> EXERCISE DESCRIPTION:
Retrieve every line of the data holding the word "filename".

[Saved data entries]
________________________

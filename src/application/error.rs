use std::error::Error as StdError;

use thiserror::Error;

use crate::{
    cache::CacheError, config::LoadError, domain::page::PageError, infra::error::InfraError,
};

use super::orchestrator::RunError;

/// Flattened error chain for logging at the process boundary.
#[derive(Debug, Clone)]
pub struct ErrorReport {
    pub source: &'static str,
    pub messages: Vec<String>,
}

impl ErrorReport {
    pub fn from_error(source: &'static str, error: &dyn StdError) -> Self {
        let mut messages = Vec::new();
        messages.push(error.to_string());
        let mut current = error.source();
        while let Some(inner) = current {
            messages.push(inner.to_string());
            current = inner.source();
        }
        Self { source, messages }
    }

    pub fn chain(&self) -> String {
        self.messages.join(": ")
    }
}

/// Setup failures of the command-line surface. Query failures are not errors
/// at this level; they are published as failed states.
#[derive(Debug, Error)]
pub enum AppError {
    #[error("failed to load configuration")]
    Config(#[source] LoadError),
    #[error(transparent)]
    Infra(#[from] InfraError),
    #[error("failed to read page definition")]
    Page(#[source] PageError),
    #[error("cache unavailable")]
    Cache(#[source] CacheError),
    #[error("run rejected")]
    Run(#[source] RunError),
    #[error("unexpected error: {0}")]
    Unexpected(String),
}

impl AppError {
    pub fn unexpected(message: impl Into<String>) -> Self {
        Self::Unexpected(message.into())
    }

    pub fn report(&self) -> ErrorReport {
        ErrorReport::from_error("application::error::AppError", self)
    }
}

impl From<LoadError> for AppError {
    fn from(error: LoadError) -> Self {
        Self::Config(error)
    }
}

impl From<PageError> for AppError {
    fn from(error: PageError) -> Self {
        Self::Page(error)
    }
}

impl From<CacheError> for AppError {
    fn from(error: CacheError) -> Self {
        Self::Cache(error)
    }
}

impl From<RunError> for AppError {
    fn from(error: RunError) -> Self {
        Self::Run(error)
    }
}
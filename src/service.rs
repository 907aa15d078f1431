// Service clients
// One configured client per backend, all sharing the authenticated HTTP client

use reqwest::Response;
use serde::de::DeserializeOwned;
use serde::Serialize;
use serde_json::Value;
use std::fmt;
use std::str::FromStr;
use std::sync::Arc;

use crate::config::Config;
use crate::error::{ApiError, Result};
use crate::http_client::{ApiRequest, AuthHttpClient};

/// Backend services of the nutrition platform
#[derive(Debug, Clone, Copy, PartialEq, Eq, Hash)]
pub enum ServiceKind {
    Auth,
    User,
    Meals,
    Food,
    Plans,
    Ai,
    Admin,
    Chat,
}

impl ServiceKind {
    pub const ALL: [ServiceKind; 8] = [
        ServiceKind::Auth,
        ServiceKind::User,
        ServiceKind::Meals,
        ServiceKind::Food,
        ServiceKind::Plans,
        ServiceKind::Ai,
        ServiceKind::Admin,
        ServiceKind::Chat,
    ];

    pub fn name(self) -> &'static str {
        match self {
            ServiceKind::Auth => "auth",
            ServiceKind::User => "user",
            ServiceKind::Meals => "meals",
            ServiceKind::Food => "food",
            ServiceKind::Plans => "plans",
            ServiceKind::Ai => "ai",
            ServiceKind::Admin => "admin",
            ServiceKind::Chat => "chat",
        }
    }

    /// Path prefix under the shared API base URL
    pub fn default_path(self) -> &'static str {
        match self {
            ServiceKind::Auth => "/auth",
            ServiceKind::User => "/users",
            ServiceKind::Meals => "/meals",
            ServiceKind::Food => "/foods",
            ServiceKind::Plans => "/plans",
            ServiceKind::Ai => "/ai",
            ServiceKind::Admin => "/admin",
            ServiceKind::Chat => "/chat",
        }
    }

    /// Environment variable overriding this service's base URL
    pub fn env_var(self) -> &'static str {
        match self {
            ServiceKind::Auth => "AUTH_SERVICE_URL",
            ServiceKind::User => "USER_SERVICE_URL",
            ServiceKind::Meals => "MEAL_SERVICE_URL",
            ServiceKind::Food => "FOOD_SERVICE_URL",
            ServiceKind::Plans => "PLAN_SERVICE_URL",
            ServiceKind::Ai => "AI_SERVICE_URL",
            ServiceKind::Admin => "ADMIN_SERVICE_URL",
            ServiceKind::Chat => "CHAT_SERVICE_URL",
        }
    }

    pub(crate) fn index(self) -> usize {
        self as usize
    }
}

impl fmt::Display for ServiceKind {
    fn fmt(&self, f: &mut fmt::Formatter<'_>) -> fmt::Result {
        f.write_str(self.name())
    }
}

impl FromStr for ServiceKind {
    type Err = String;

    fn from_str(s: &str) -> std::result::Result<Self, Self::Err> {
        let lower = s.to_lowercase();
        ServiceKind::ALL
            .into_iter()
            .find(|kind| {
                kind.name() == lower || kind.default_path().trim_start_matches('/') == lower
            })
            .ok_or_else(|| format!("unknown service: {}", s))
    }
}

/// Client bound to one backend base URL
#[derive(Clone)]
pub struct ServiceClient {
    kind: ServiceKind,
    base_url: String,
    http: Arc<AuthHttpClient>,
}

impl ServiceClient {
    pub fn new(kind: ServiceKind, base_url: impl Into<String>, http: Arc<AuthHttpClient>) -> Self {
        Self {
            kind,
            base_url: base_url.into(),
            http,
        }
    }

    pub fn kind(&self) -> ServiceKind {
        self.kind
    }

    pub fn base_url(&self) -> &str {
        &self.base_url
    }

    /// Send a request through the authenticating client
    pub async fn request(&self, request: &ApiRequest) -> Result<Response> {
        self.http.send(&self.base_url, request).await
    }

    pub async fn get(&self, path: &str) -> Result<Response> {
        self.request(&ApiRequest::get(path)).await
    }

    pub async fn delete(&self, path: &str) -> Result<Response> {
        self.request(&ApiRequest::delete(path)).await
    }

    pub async fn post(&self, path: &str, body: Value) -> Result<Response> {
        self.request(&ApiRequest::post(path).with_json(body)).await
    }

    pub async fn put(&self, path: &str, body: Value) -> Result<Response> {
        self.request(&ApiRequest::put(path).with_json(body)).await
    }

    pub async fn patch(&self, path: &str, body: Value) -> Result<Response> {
        self.request(&ApiRequest::patch(path).with_json(body)).await
    }

    /// GET and decode a JSON response
    pub async fn get_json<T: DeserializeOwned>(&self, path: &str) -> Result<T> {
        decode_json(self.get(path).await?).await
    }

    /// POST a serializable body and decode a JSON response
    pub async fn post_json<B, T>(&self, path: &str, body: &B) -> Result<T>
    where
        B: Serialize + ?Sized,
        T: DeserializeOwned,
    {
        let body =
            serde_json::to_value(body).map_err(|e| ApiError::InvalidRequest(e.to_string()))?;
        decode_json(self.post(path, body).await?).await
    }

    /// PUT a serializable body and decode a JSON response
    pub async fn put_json<B, T>(&self, path: &str, body: &B) -> Result<T>
    where
        B: Serialize + ?Sized,
        T: DeserializeOwned,
    {
        let body =
            serde_json::to_value(body).map_err(|e| ApiError::InvalidRequest(e.to_string()))?;
        decode_json(self.put(path, body).await?).await
    }
}

async fn decode_json<T: DeserializeOwned>(response: Response) -> Result<T> {
    let bytes = response
        .bytes()
        .await
        .map_err(|e| ApiError::from_transport(&e))?;
    serde_json::from_slice(&bytes).map_err(|e| ApiError::Decode(e.to_string()))
}

/// Every service client of the application, sharing one credential store
pub struct ServiceRegistry {
    http: Arc<AuthHttpClient>,
    clients: Vec<ServiceClient>,
}

impl ServiceRegistry {
    pub fn from_config(config: &Config, http: Arc<AuthHttpClient>) -> Self {
        let clients = ServiceKind::ALL
            .into_iter()
            .map(|kind| ServiceClient::new(kind, config.service_url(kind), http.clone()))
            .collect();

        Self { http, clients }
    }

    pub fn client(&self, kind: ServiceKind) -> &ServiceClient {
        &self.clients[kind.index()]
    }

    pub fn auth(&self) -> &ServiceClient {
        self.client(ServiceKind::Auth)
    }

    pub fn users(&self) -> &ServiceClient {
        self.client(ServiceKind::User)
    }

    pub fn meals(&self) -> &ServiceClient {
        self.client(ServiceKind::Meals)
    }

    pub fn foods(&self) -> &ServiceClient {
        self.client(ServiceKind::Food)
    }

    pub fn plans(&self) -> &ServiceClient {
        self.client(ServiceKind::Plans)
    }

    pub fn ai(&self) -> &ServiceClient {
        self.client(ServiceKind::Ai)
    }

    pub fn admin(&self) -> &ServiceClient {
        self.client(ServiceKind::Admin)
    }

    pub fn chat(&self) -> &ServiceClient {
        self.client(ServiceKind::Chat)
    }

    pub fn http(&self) -> &Arc<AuthHttpClient> {
        &self.http
    }

    /// Populate the credential store after a successful sign-in
    pub async fn login(&self, access_token: String, refresh_token: Option<String>) {
        self.http.store().set_tokens(access_token, refresh_token).await;
        tracing::info!("Session established");
    }

    pub async fn logout(&self) {
        self.http.logout().await;
    }
}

________________________

> ANSWER BOX:
filename src/application/error.rs
filename src/service.rs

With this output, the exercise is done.